The company had actually been experiencing increasing sales, according to founder and CEO Colin Hunter in an interview. The company, however, ran out of money. As a result, Orion executed an arrangement, for the benefit of creditors, to sell its intellectual property and assets.
"We hit a tree on takeoff. We didn't plow into the ground," he said.
Despite the company's demise, Hunter says he still has high hopes for the idea behind it. The company tried to provide desktops with the power of clustering--the technique used to weave one- and two-processor servers together into a large supercomputer. The 96-processor system measured 27-inches high and came with 192GB of memory. It also cost $100,000. Smaller versions came with 12 processors.

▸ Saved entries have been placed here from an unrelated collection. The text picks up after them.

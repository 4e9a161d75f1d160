//! Entity metadata

use std::any::TypeId;

/// A typed Service Layer entity.
///
/// Each entity declares the remote collection it maps to and the fields a
/// query may select. Queries receive [`Entity::fields`] to build predicates,
/// projections and sort keys from typed field handles.
///
/// # Example
///
/// ```
/// use b1_lib::api::query::Field;
/// use b1_lib::model::Entity;
///
/// struct Item;
///
/// struct ItemFields {
///     item_code: Field<Item, String>,
///     on_hand: Field<Item, f64>,
/// }
///
/// impl Entity for Item {
///     const RESOURCE: &'static str = "Items";
///     const FIELDS: &'static [&'static str] = &["ItemCode", "QuantityOnStock"];
///     type Fields = ItemFields;
///
///     fn fields() -> ItemFields {
///         ItemFields {
///             item_code: Field::new("ItemCode"),
///             on_hand: Field::new("QuantityOnStock"),
///         }
///     }
/// }
/// ```
pub trait Entity: 'static {
    /// Remote collection name (e.g., `BusinessPartners`).
    const RESOURCE: &'static str;

    /// Selectable field names, in declaration order.
    ///
    /// Used as the default `$select` list of single-resource queries.
    const FIELDS: &'static [&'static str];

    /// Typed field handles handed to query closures.
    type Fields;

    /// Returns the field handles.
    fn fields() -> Self::Fields;
}

/// Identity of an entity type together with its resource name.
///
/// Two ids are equal when they name the same Rust type.
#[derive(Clone, Copy)]
pub struct EntityId {
    type_id: TypeId,
    type_name: &'static str,
    resource: &'static str,
}

impl EntityId {
    /// Returns the id of `E`.
    pub fn of<E: Entity>() -> Self {
        Self {
            type_id: TypeId::of::<E>(),
            type_name: std::any::type_name::<E>(),
            resource: E::RESOURCE,
        }
    }

    /// Returns the declared resource name.
    pub fn resource(&self) -> &'static str {
        self.resource
    }

    /// Returns the Rust type name, for diagnostics.
    pub fn type_name(&self) -> &'static str {
        self.type_name
    }
}

impl PartialEq for EntityId {
    fn eq(&self, other: &Self) -> bool {
        self.type_id == other.type_id
    }
}

impl Eq for EntityId {}

impl std::hash::Hash for EntityId {
    fn hash<H: std::hash::Hasher>(&self, state: &mut H) {
        self.type_id.hash(state);
    }
}

impl std::fmt::Debug for EntityId {
    fn fmt(&self, f: &mut std::fmt::Formatter<'_>) -> std::fmt::Result {
        write!(f, "{} ({})", self.type_name, self.resource)
    }
}

impl std::fmt::Display for EntityId {
    fn fmt(&self, f: &mut std::fmt::Formatter<'_>) -> std::fmt::Result {
        f.write_str(self.resource)
    }
}
//! Page type for paginated query results.

/// A page of query results with pagination information.
///
/// # Example
///
/// ```ignore
/// let mut pages = client.query::<BusinessPartner>()
///     .order_by(bp.card_code)
///     .into_pages();
///
/// while let Some(page) = pages.next().await {
///     let page = page?;
///     for partner in page.items() {
///         println!("{:?}", partner.card_code);
///     }
/// }
/// ```
#[derive(Debug, Clone)]
pub struct Page<T> {
    items: Vec<T>,
    /// `@odata.nextLink` for fetching the next page.
    next_link: Option<String>,
    /// Total row count, when the query asked for an inline count.
    total_count: Option<u64>,
}

impl<T> Page<T> {
    pub fn new(items: Vec<T>) -> Self {
        Self {
            items,
            next_link: None,
            total_count: None,
        }
    }

    pub fn with_next_link(mut self, next_link: impl Into<String>) -> Self {
        self.next_link = Some(next_link.into());
        self
    }

    pub fn with_total_count(mut self, count: u64) -> Self {
        self.total_count = Some(count);
        self
    }

    /// Returns the rows in this page.
    pub fn items(&self) -> &[T] {
        &self.items
    }

    /// Consumes the page and returns the rows.
    pub fn into_items(self) -> Vec<T> {
        self.items
    }

    pub fn next_link(&self) -> Option<&str> {
        self.next_link.as_deref()
    }

    pub fn total_count(&self) -> Option<u64> {
        self.total_count
    }

    pub fn is_empty(&self) -> bool {
        self.items.is_empty()
    }

    pub fn len(&self) -> usize {
        self.items.len()
    }

    /// Returns `true` if there are more pages available.
    pub fn has_more(&self) -> bool {
        self.next_link.is_some()
    }
}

Not everyone needs this sort of computing power, but animators at movie studios and scientists at pharmaceutical research laboratories often do. Lawrence Livermore Laboratories installed machines from Orion.
The hardware market is a tough place for start-ups to survive. RLX Technologies first came up with the idea of building blade servers with energy-efficient chips. The company crashed and subsequently was bought by Hewlett-Packard, but blade servers are now a growing market. A slew of server appliance manufacturers lived short lives back from 1998 to 2000, but the concept lived on.
Hunter said he hopes to form another entity that can license some of Orion's intellectual property.
Like RLX, Orion used Transmeta chips, which have never been popular with corporate IT buyers. Hunter was a founder of Transmeta. Orion, though, had been looking at ways to build their computers with other chips.